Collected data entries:
= = = =

#![forbid(unsafe_code)]

use std::collections::BTreeMap;

use serde::Deserialize;
use serde::de::DeserializeOwned;
use serde_json::Value;
use serde_json::value::RawValue;
use vk_domain::{Cursor, StreamKind};

use crate::error::DecodeError;

/// Message-stream update code for a new message.
pub const CODE_NEW_MESSAGE: u32 = 4;
/// Message-stream update code for a typing notification.
pub const CODE_USER_TYPING: u32 = 61;

/// Flag values that mark a message as inbound.
///
/// This is a closed lookup table, not a bit test: any value outside it is an echo.
pub const INCOMING_MESSAGE_FLAGS: [u32; 6] = [19, 51, 531, 563, 3, 35];

/// One raw poll response.
///
/// Updates are kept undecoded so a single bad entry cannot poison the batch.
#[derive(Debug, Deserialize)]
pub struct PollResponse {
	#[serde(default)]
	pub failed: i64,
	#[serde(default)]
	pub ts: Option<Cursor>,
	#[serde(default)]
	pub updates: Vec<Box<RawValue>>,
}

/// Parse one poll body.
pub fn decode_poll_response(body: &[u8]) -> Result<PollResponse, DecodeError> {
	let resp: PollResponse = serde_json::from_slice(body).map_err(DecodeError::Response)?;
	if matches!(resp.failed, 0 | 1) && resp.ts.is_none() {
		return Err(DecodeError::MissingCursor);
	}
	Ok(resp)
}

/// Community stream event: `{type, object, group_id}`.
///
/// `object` is left as raw JSON for the handler to interpret.
#[derive(Debug, Clone, Deserialize)]
pub struct GroupEvent {
	#[serde(rename = "type")]
	pub kind: String,
	pub group_id: u64,
	pub object: Box<RawValue>,
	#[serde(default)]
	pub event_id: Option<String>,
}

impl GroupEvent {
	/// Decode the payload into a concrete type.
	pub fn object_as<T: DeserializeOwned>(&self) -> Result<T, serde_json::Error> {
		serde_json::from_str(self.object.get())
	}
}

pub fn decode_group_update(raw: &RawValue) -> Result<GroupEvent, DecodeError> {
	let ev: GroupEvent =
		serde_json::from_str(raw.get()).map_err(|e| DecodeError::update(StreamKind::Group, e.to_string()))?;
	if ev.kind.trim().is_empty() {
		return Err(DecodeError::update(StreamKind::Group, "empty type"));
	}
	Ok(ev)
}

/// Subtype of a new-message event, derived from its flags.
#[derive(Debug, Clone, Copy, PartialEq, Eq, Hash)]
pub enum NewMessageKind {
	/// Inbound message worth notifying about.
	Incoming,
	/// Echo of an outgoing message (or anything else).
	Echo,
}

impl NewMessageKind {
	pub fn from_flags(flags: u32) -> Self {
		if INCOMING_MESSAGE_FLAGS.contains(&flags) {
			Self::Incoming
		} else {
			Self::Echo
		}
	}

	pub const fn as_str(self) -> &'static str {
		match self {
			Self::Incoming => "message_new",
			Self::Echo => "message_reply",
		}
	}
}

#[derive(Debug, Clone, PartialEq, Eq)]
pub struct NewMessage {
	pub message_id: u64,
	pub flags: u32,
	pub kind: NewMessageKind,
	pub peer_id: i64,
	pub timestamp: i64,
	pub text: String,
	pub attachments: BTreeMap<String, String>,
}

#[derive(Debug, Clone, Copy, PartialEq, Eq)]
pub struct UserTyping {
	pub user_id: u64,
}

/// Message stream event.
#[derive(Debug, Clone, PartialEq)]
pub enum MessageEvent {
	NewMessage(NewMessage),
	UserTyping(UserTyping),
	/// Well-formed update with a code we have no schema for.
	Unrecognized { code: u32, raw: Vec<Value> },
}

impl MessageEvent {
	/// Update code this event was decoded from.
	pub fn code(&self) -> u32 {
		match self {
			Self::NewMessage(_) => CODE_NEW_MESSAGE,
			Self::UserTyping(_) => CODE_USER_TYPING,
			Self::Unrecognized { code, .. } => *code,
		}
	}
}

pub fn decode_message_update(raw: &RawValue) -> Result<MessageEvent, DecodeError> {
	let fields: Vec<Value> =
		serde_json::from_str(raw.get()).map_err(|e| DecodeError::update(StreamKind::Message, e.to_string()))?;

	let code = int_at(&fields, 0, "code")?;
	let code = u32::try_from(code).map_err(|_| DecodeError::update(StreamKind::Message, format!("bad code {code}")))?;

	match code {
		CODE_NEW_MESSAGE => decode_new_message(&fields).map(MessageEvent::NewMessage),
		CODE_USER_TYPING => {
			let user_id = int_at(&fields, 1, "user_id")?;
			let user_id = u64::try_from(user_id)
				.map_err(|_| DecodeError::update(StreamKind::Message, format!("bad user_id {user_id}")))?;
			Ok(MessageEvent::UserTyping(UserTyping { user_id }))
		}
		_ => Ok(MessageEvent::Unrecognized { code, raw: fields }),
	}
}

fn decode_new_message(fields: &[Value]) -> Result<NewMessage, DecodeError> {
	let message_id = int_at(fields, 1, "message_id")?;
	let message_id = u64::try_from(message_id)
		.map_err(|_| DecodeError::update(StreamKind::Message, format!("bad message_id {message_id}")))?;

	let flags = int_at(fields, 2, "flags")?;
	let flags =
		u32::try_from(flags).map_err(|_| DecodeError::update(StreamKind::Message, format!("bad flags {flags}")))?;

	let peer_id = int_at(fields, 3, "peer_id")?;
	let timestamp = int_at(fields, 4, "timestamp")?;

	let text = match fields.get(5) {
		Some(Value::String(s)) => s.clone(),
		other => {
			return Err(DecodeError::update(
				StreamKind::Message,
				format!("text: expected string, got {other:?}"),
			));
		}
	};

	let attachments = flatten_attachments(fields.get(7))?;

	Ok(NewMessage {
		message_id,
		flags,
		kind: NewMessageKind::from_flags(flags),
		peer_id,
		timestamp,
		text,
		attachments,
	})
}

/// Attachments slot -> `name => string`.
///
/// Strings are copied as-is; other values keep their compact JSON text.
fn flatten_attachments(slot: Option<&Value>) -> Result<BTreeMap<String, String>, DecodeError> {
	match slot {
		None | Some(Value::Null) => Ok(BTreeMap::new()),
		Some(Value::Object(map)) => Ok(map
			.iter()
			.map(|(k, v)| {
				let v = match v {
					Value::String(s) => s.clone(),
					other => other.to_string(),
				};
				(k.clone(), v)
			})
			.collect()),
		Some(other) => Err(DecodeError::update(
			StreamKind::Message,
			format!("attachments: expected object, got {other}"),
		)),
	}
}

fn int_at(fields: &[Value], idx: usize, name: &str) -> Result<i64, DecodeError> {
	let Some(v) = fields.get(idx) else {
		return Err(DecodeError::update(
			StreamKind::Message,
			format!("{name}: missing position {idx}"),
		));
	};

	if let Some(n) = v.as_i64() {
		return Ok(n);
	}

	match v.as_f64() {
		Some(f) if f.fract() == 0.0 && f >= i64::MIN as f64 && f <= i64::MAX as f64 => Ok(f as i64),
		_ => Err(DecodeError::update(
			StreamKind::Message,
			format!("{name}: expected integer at position {idx}, got {v}"),
		)),
	}
}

= = = =

**Activity**
Write out every line of the data again, exactly as it reads.

**Response to the task**
#![forbid(unsafe_code)]

use std::collections::BTreeMap;

use serde::Deserialize;
use serde::de::DeserializeOwned;
use serde_json::Value;
use serde_json::value::RawValue;
use vk_domain::{Cursor, StreamKind};

use crate::error::DecodeError;

/// Message-stream update code for a new message.
pub const CODE_NEW_MESSAGE: u32 = 4;
/// Message-stream update code for a typing notification.
pub const CODE_USER_TYPING: u32 = 61;

/// Flag values that mark a message as inbound.
///
/// This is a closed lookup table, not a bit test: any value outside it is an echo.
pub const INCOMING_MESSAGE_FLAGS: [u32; 6] = [19, 51, 531, 563, 3, 35];

/// One raw poll response.
///
/// Updates are kept undecoded so a single bad entry cannot poison the batch.
#[derive(Debug, Deserialize)]
pub struct PollResponse {
	#[serde(default)]
	pub failed: i64,
	#[serde(default)]
	pub ts: Option<Cursor>,
	#[serde(default)]
	pub updates: Vec<Box<RawValue>>,
}

/// Parse one poll body.
pub fn decode_poll_response(body: &[u8]) -> Result<PollResponse, DecodeError> {
	let resp: PollResponse = serde_json::from_slice(body).map_err(DecodeError::Response)?;
	if matches!(resp.failed, 0 | 1) && resp.ts.is_none() {
		return Err(DecodeError::MissingCursor);
	}
	Ok(resp)
}

/// Community stream event: `{type, object, group_id}`.
///
/// `object` is left as raw JSON for the handler to interpret.
#[derive(Debug, Clone, Deserialize)]
pub struct GroupEvent {
	#[serde(rename = "type")]
	pub kind: String,
	pub group_id: u64,
	pub object: Box<RawValue>,
	#[serde(default)]
	pub event_id: Option<String>,
}

impl GroupEvent {
	/// Decode the payload into a concrete type.
	pub fn object_as<T: DeserializeOwned>(&self) -> Result<T, serde_json::Error> {
		serde_json::from_str(self.object.get())
	}
}

pub fn decode_group_update(raw: &RawValue) -> Result<GroupEvent, DecodeError> {
	let ev: GroupEvent =
		serde_json::from_str(raw.get()).map_err(|e| DecodeError::update(StreamKind::Group, e.to_string()))?;
	if ev.kind.trim().is_empty() {
		return Err(DecodeError::update(StreamKind::Group, "empty type"));
	}
	Ok(ev)
}

/// Subtype of a new-message event, derived from its flags.
#[derive(Debug, Clone, Copy, PartialEq, Eq, Hash)]
pub enum NewMessageKind {
	/// Inbound message worth notifying about.
	Incoming,
	/// Echo of an outgoing message (or anything else).
	Echo,
}

impl NewMessageKind {
	pub fn from_flags(flags: u32) -> Self {
		if INCOMING_MESSAGE_FLAGS.contains(&flags) {
			Self::Incoming
		} else {
			Self::Echo
		}
	}

	pub const fn as_str(self) -> &'static str {
		match self {
			Self::Incoming => "message_new",
			Self::Echo => "message_reply",
		}
	}
}

#[derive(Debug, Clone, PartialEq, Eq)]
pub struct NewMessage {
	pub message_id: u64,
	pub flags: u32,
	pub kind: NewMessageKind,
	pub peer_id: i64,
	pub timestamp: i64,
	pub text: String,
	pub attachments: BTreeMap<String, String>,
}

#[derive(Debug, Clone, Copy, PartialEq, Eq)]
pub struct UserTyping {
	pub user_id: u64,
}

/// Message stream event.
#[derive(Debug, Clone, PartialEq)]
pub enum MessageEvent {
	NewMessage(NewMessage),
	UserTyping(UserTyping),
	/// Well-formed update with a code we have no schema for.
	Unrecognized { code: u32, raw: Vec<Value> },
}

impl MessageEvent {
	/// Update code this event was decoded from.
	pub fn code(&self) -> u32 {
		match self {
			Self::NewMessage(_) => CODE_NEW_MESSAGE,
			Self::UserTyping(_) => CODE_USER_TYPING,
			Self::Unrecognized { code, .. } => *code,
		}
	}
}

pub fn decode_message_update(raw: &RawValue) -> Result<MessageEvent, DecodeError> {
	let fields: Vec<Value> =
		serde_json::from_str(raw.get()).map_err(|e| DecodeError::update(StreamKind::Message, e.to_string()))?;

	let code = int_at(&fields, 0, "code")?;
	let code = u32::try_from(code).map_err(|_| DecodeError::update(StreamKind::Message, format!("bad code {code}")))?;

	match code {
		CODE_NEW_MESSAGE => decode_new_message(&fields).map(MessageEvent::NewMessage),
		CODE_USER_TYPING => {
			let user_id = int_at(&fields, 1, "user_id")?;
			let user_id = u64::try_from(user_id)
				.map_err(|_| DecodeError::update(StreamKind::Message, format!("bad user_id {user_id}")))?;
			Ok(MessageEvent::UserTyping(UserTyping { user_id }))
		}
		_ => Ok(MessageEvent::Unrecognized { code, raw: fields }),
	}
}

fn decode_new_message(fields: &[Value]) -> Result<NewMessage, DecodeError> {
	let message_id = int_at(fields, 1, "message_id")?;
	let message_id = u64::try_from(message_id)
		.map_err(|_| DecodeError::update(StreamKind::Message, format!("bad message_id {message_id}")))?;

	let flags = int_at(fields, 2, "flags")?;
	let flags =
		u32::try_from(flags).map_err(|_| DecodeError::update(StreamKind::Message, format!("bad flags {flags}")))?;

	let peer_id = int_at(fields, 3, "peer_id")?;
	let timestamp = int_at(fields, 4, "timestamp")?;

	let text = match fields.get(5) {
		Some(Value::String(s)) => s.clone(),
		other => {
			return Err(DecodeError::update(
				StreamKind::Message,
				format!("text: expected string, got {other:?}"),
			));
		}
	};

	let attachments = flatten_attachments(fields.get(7))?;

	Ok(NewMessage {
		message_id,
		flags,
		kind: NewMessageKind::from_flags(flags),
		peer_id,
		timestamp,
		text,
		attachments,
	})
}

/// Attachments slot -> `name => string`.
///
/// Strings are copied as-is; other values keep their compact JSON text.
fn flatten_attachments(slot: Option<&Value>) -> Result<BTreeMap<String, String>, DecodeError> {
	match slot {
		None | Some(Value::Null) => Ok(BTreeMap::new()),
		Some(Value::Object(map)) => Ok(map
			.iter()
			.map(|(k, v)| {
				let v = match v {
					Value::String(s) => s.clone(),
					other => other.to_string(),
				};
				(k.clone(), v)
			})
			.collect()),
		Some(other) => Err(DecodeError::update(
			StreamKind::Message,
			format!("attachments: expected object, got {other}"),
		)),
	}
}

fn int_at(fields: &[Value], idx: usize, name: &str) -> Result<i64, DecodeError> {
	let Some(v) = fields.get(idx) else {
		return Err(DecodeError::update(
			StreamKind::Message,
			format!("{name}: missing position {idx}"),
		));
	};

	if let Some(n) = v.as_i64() {
		return Ok(n);
	}

	match v.as_f64() {
		Some(f) if f.fract() == 0.0 && f >= i64::MIN as f64 && f <= i64::MAX as f64 => Ok(f as i64),
		_ => Err(DecodeError::update(
			StreamKind::Message,
			format!("{name}: expected integer at position {idx}, got {v}"),
		)),
	}
}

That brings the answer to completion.